* [Dataset records]
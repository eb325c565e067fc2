use lazy_static::lazy_static;
use std::collections::HashSet;

// English stop words removed before vectorization and keyword discovery.
const ENGLISH_STOP_WORDS: &[&str] = &[
    "a", "about", "above", "across", "after", "afterwards", "again", "against", "all", "almost",
    "alone", "along", "already", "also", "although", "always", "am", "among", "amongst",
    "amoungst", "amount", "an", "and", "another", "any", "anyhow", "anyone", "anything", "anyway",
    "anywhere", "are", "around", "as", "at", "back", "be", "became", "because", "become",
    "becomes", "becoming", "been", "before", "beforehand", "behind", "being", "below", "beside",
    "besides", "between", "beyond", "bill", "both", "bottom", "but", "by", "call", "can",
    "cannot", "cant", "co", "con", "could", "couldnt", "cry", "de", "describe", "detail", "did",
    "do", "does", "doing", "done", "down", "due", "during", "each", "eg", "eight", "either",
    "eleven", "else", "elsewhere", "empty", "enough", "etc", "even", "ever", "every", "everyone",
    "everything", "everywhere", "except", "few", "fifteen", "fifty", "fill", "find", "fire",
    "first", "five", "for", "former", "formerly", "forty", "found", "four", "from", "front",
    "full", "further", "get", "give", "go", "had", "has", "hasnt", "have", "having", "he",
    "hence", "her", "here", "hereafter", "hereby", "herein", "hereupon", "hers", "herself", "him",
    "himself", "his", "how", "however", "hundred", "i", "ie", "if", "in", "inc", "indeed",
    "interest", "into", "is", "it", "its", "itself", "just", "keep", "last", "latter", "latterly",
    "least", "less", "ltd", "made", "many", "may", "me", "meanwhile", "might", "mill", "mine",
    "more", "moreover", "most", "mostly", "move", "much", "must", "my", "myself", "name",
    "namely", "neither", "never", "nevertheless", "next", "nine", "no", "nobody", "none",
    "noone", "nor", "not", "nothing", "now", "nowhere", "of", "off", "often", "on", "once", "one",
    "only", "onto", "or", "other", "others", "otherwise", "our", "ours", "ourselves", "out",
    "over", "own", "part", "per", "perhaps", "please", "put", "rather", "re", "same", "see",
    "seem", "seemed", "seeming", "seems", "serious", "several", "she", "should", "show", "side",
    "since", "sincere", "six", "sixty", "so", "some", "somehow", "someone", "something",
    "sometime", "sometimes", "somewhere", "still", "such", "system", "take", "ten", "than",
    "that", "the", "their", "theirs", "them", "themselves", "then", "thence", "there",
    "thereafter", "thereby", "therefore", "therein", "thereupon", "these", "they", "thick",
    "thin", "third", "this", "those", "though", "three", "through", "throughout", "thru", "thus",
    "to", "together", "too", "top", "toward", "towards", "twelve", "twenty", "two", "un", "under",
    "until", "up", "upon", "us", "very", "via", "was", "we", "well", "were", "what", "whatever",
    "when", "whence", "whenever", "where", "whereafter", "whereas", "whereby", "wherein",
    "whereupon", "wherever", "whether", "which", "while", "whither", "who", "whoever", "whole",
    "whom", "whose", "why", "will", "with", "within", "without", "would", "yet", "you", "your",
    "yours", "yourself", "yourselves", "s", "t", "don", "won", "ll", "ve",
];

lazy_static! {
    static ref STOP_WORDS: HashSet<&'static str> = ENGLISH_STOP_WORDS.iter().copied().collect();
}

/// Case-insensitive stop word check.
pub fn is_stop_word(word: &str) -> bool {
    STOP_WORDS.contains(word.to_lowercase().as_str())
}

#[cfg(test)]
mod tests {
    use super::*;

    #[test]
    fn test_stop_words() {
        assert!(is_stop_word("the"));
        assert!(is_stop_word("The"));
        assert!(is_stop_word("WITHOUT"));
        assert!(!is_stop_word("healthcare"));
        assert!(!is_stop_word("ai"));
    }
}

* [Problem to solve] All records above are to be printed exactly, with nothing omitted.

* [Task solution]
repository eb325c565e067fc2
use lazy_static::lazy_static;
use std::collections::HashSet;

// English stop words removed before vectorization and keyword discovery.
const ENGLISH_STOP_WORDS: &[&str] = &[
    "a", "about", "above", "across", "after", "afterwards", "again", "against", "all", "almost",
    "alone", "along", "already", "also", "although", "always", "am", "among", "amongst",
    "amoungst", "amount", "an", "and", "another", "any", "anyhow", "anyone", "anything", "anyway",
    "anywhere", "are", "around", "as", "at", "back", "be", "became", "because", "become",
    "becomes", "becoming", "been", "before", "beforehand", "behind", "being", "below", "beside",
    "besides", "between", "beyond", "bill", "both", "bottom", "but", "by", "call", "can",
    "cannot", "cant", "co", "con", "could", "couldnt", "cry", "de", "describe", "detail", "did",
    "do", "does", "doing", "done", "down", "due", "during", "each", "eg", "eight", "either",
    "eleven", "else", "elsewhere", "empty", "enough", "etc", "even", "ever", "every", "everyone",
    "everything", "everywhere", "except", "few", "fifteen", "fifty", "fill", "find", "fire",
    "first", "five", "for", "former", "formerly", "forty", "found", "four", "from", "front",
    "full", "further", "get", "give", "go", "had", "has", "hasnt", "have", "having", "he",
    "hence", "her", "here", "hereafter", "hereby", "herein", "hereupon", "hers", "herself", "him",
    "himself", "his", "how", "however", "hundred", "i", "ie", "if", "in", "inc", "indeed",
    "interest", "into", "is", "it", "its", "itself", "just", "keep", "last", "latter", "latterly",
    "least", "less", "ltd", "made", "many", "may", "me", "meanwhile", "might", "mill", "mine",
    "more", "moreover", "most", "mostly", "move", "much", "must", "my", "myself", "name",
    "namely", "neither", "never", "nevertheless", "next", "nine", "no", "nobody", "none",
    "noone", "nor", "not", "nothing", "now", "nowhere", "of", "off", "often", "on", "once", "one",
    "only", "onto", "or", "other", "others", "otherwise", "our", "ours", "ourselves", "out",
    "over", "own", "part", "per", "perhaps", "please", "put", "rather", "re", "same", "see",
    "seem", "seemed", "seeming", "seems", "serious", "several", "she", "should", "show", "side",
    "since", "sincere", "six", "sixty", "so", "some", "somehow", "someone", "something",
    "sometime", "sometimes", "somewhere", "still", "such", "system", "take", "ten", "than",
    "that", "the", "their", "theirs", "them", "themselves", "then", "thence", "there",
    "thereafter", "thereby", "therefore", "therein", "thereupon", "these", "they", "thick",
    "thin", "third", "this", "those", "though", "three", "through", "throughout", "thru", "thus",
    "to", "together", "too", "top", "toward", "towards", "twelve", "twenty", "two", "un", "under",
    "until", "up", "upon", "us", "very", "via", "was", "we", "well", "were", "what", "whatever",
    "when", "whence", "whenever", "where", "whereafter", "whereas", "whereby", "wherein",
    "whereupon", "wherever", "whether", "which", "while", "whither", "who", "whoever", "whole",
    "whom", "whose", "why", "will", "with", "within", "without", "would", "yet", "you", "your",
    "yours", "yourself", "yourselves", "s", "t", "don", "won", "ll", "ve",
];

lazy_static! {
    static ref STOP_WORDS: HashSet<&'static str> = ENGLISH_STOP_WORDS.iter().copied().collect();
}

/// Case-insensitive stop word check.
pub fn is_stop_word(word: &str) -> bool {
    STOP_WORDS.contains(word.to_lowercase().as_str())
}

#[cfg(test)]
mod tests {
    use super::*;

    #[test]
    fn test_stop_words() {
        assert!(is_stop_word("the"));
        assert!(is_stop_word("The"));
        assert!(is_stop_word("WITHOUT"));
        assert!(!is_stop_word("healthcare"));
        assert!(!is_stop_word("ai"));
    }
}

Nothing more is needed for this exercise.